Sunday 9 February 2020

Brisket Done Briskly, The Country -- February 2020

If you watch American sitcoms for any length of time, one character will inevitably invite another over for dinner with the encouraging phrase “Ma’s making brisket!”. The response is always overwhelmingly enthusiastic, and with good reason; slow cooked brisket takes a lot of time and effort but the result is melt in the mouth deliciousness.

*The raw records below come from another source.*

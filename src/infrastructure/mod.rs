//! Infrastructure layer - External I/O and persistence

pub mod config;
pub mod repository;
pub mod row_source;

pub use config::Config;
pub use repository::{ClimbRepository, FileSystemRepository};
pub use row_source::{parse_sheet_date, CsvRowSource, LogRow, RowSource};
//! Human corrections to a parsed entry

use crate::domain::route::RouteInfo;
use crate::error::{ClimbError, Result};

/// Most attempts accepted in one correction
const MAX_ATTEMPTS: usize = 20;

/// A change a person makes to a proposed entry
#[derive(Debug, Clone, PartialEq)]
pub enum Correction {
    /// Use this route instead of the guessed one
    SelectRoute(RouteInfo),
    /// Replace all of a climber's events with one event per hang flag
    ReplaceAttempts { climber: String, hangs: Vec<bool> },
    /// The fragment is not a climb (e.g. "rained out")
    NotAClimb,
}

/// Parse compact attempt notation into hang flags.
///
/// `"2hc"` is two attempts, the first hung and the second clean. The leading
/// count may be left out (`"hhc"`); `"0"` means no attempts.
pub fn parse_attempts(spec: &str) -> Result<Vec<bool>> {
    let spec = spec.trim().to_lowercase();
    let digits: String = spec.chars().take_while(|c| c.is_ascii_digit()).collect();
    let flags = &spec[digits.len()..];

    let hangs = flags
        .chars()
        .map(|c| match c {
            'h' => Ok(true),
            'c' => Ok(false),
            other => Err(ClimbError::InvalidCorrection(format!(
                "'{}' is not h (hang) or c (clean) in '{}'",
                other, spec
            ))),
        })
        .collect::<Result<Vec<bool>>>()?;

    if !digits.is_empty() {
        let reps: usize = digits
            .parse()
            .map_err(|_| ClimbError::InvalidCorrection(format!("Bad repetition count in '{}'", spec)))?;
        if reps != hangs.len() {
            return Err(ClimbError::InvalidCorrection(format!(
                "'{}' announces {} attempts but lists {}",
                spec,
                reps,
                hangs.len()
            )));
        }
    } else if hangs.is_empty() {
        return Err(ClimbError::InvalidCorrection("Empty attempt notation".to_string()));
    }

    if hangs.len() > MAX_ATTEMPTS {
        return Err(ClimbError::InvalidCorrection(format!(
            "At most {} attempts per correction",
            MAX_ATTEMPTS
        )));
    }

    Ok(hangs)
}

Brisket, which is slowly becoming more available in New Zealand, is the group of chest muscles from a beef animal. These muscles do a huge amount of work; they’re in constant movement and support some 60% of the animal’s weight. They are dense with connective tissue and laced with fat, all reasons why in this country the brisket is usually ground up for mince or turned into sausages.

When I was queueing to buy barbecue in Texas, and I did this as often as possible, I would listen to the people around me speak in hushed reverential tones about the brisket they were about to buy. The only quandary they had was how many pounds they could justify purchasing, and this often came down to storage space. Brisket isn’t a food in Texas, it’s a cult.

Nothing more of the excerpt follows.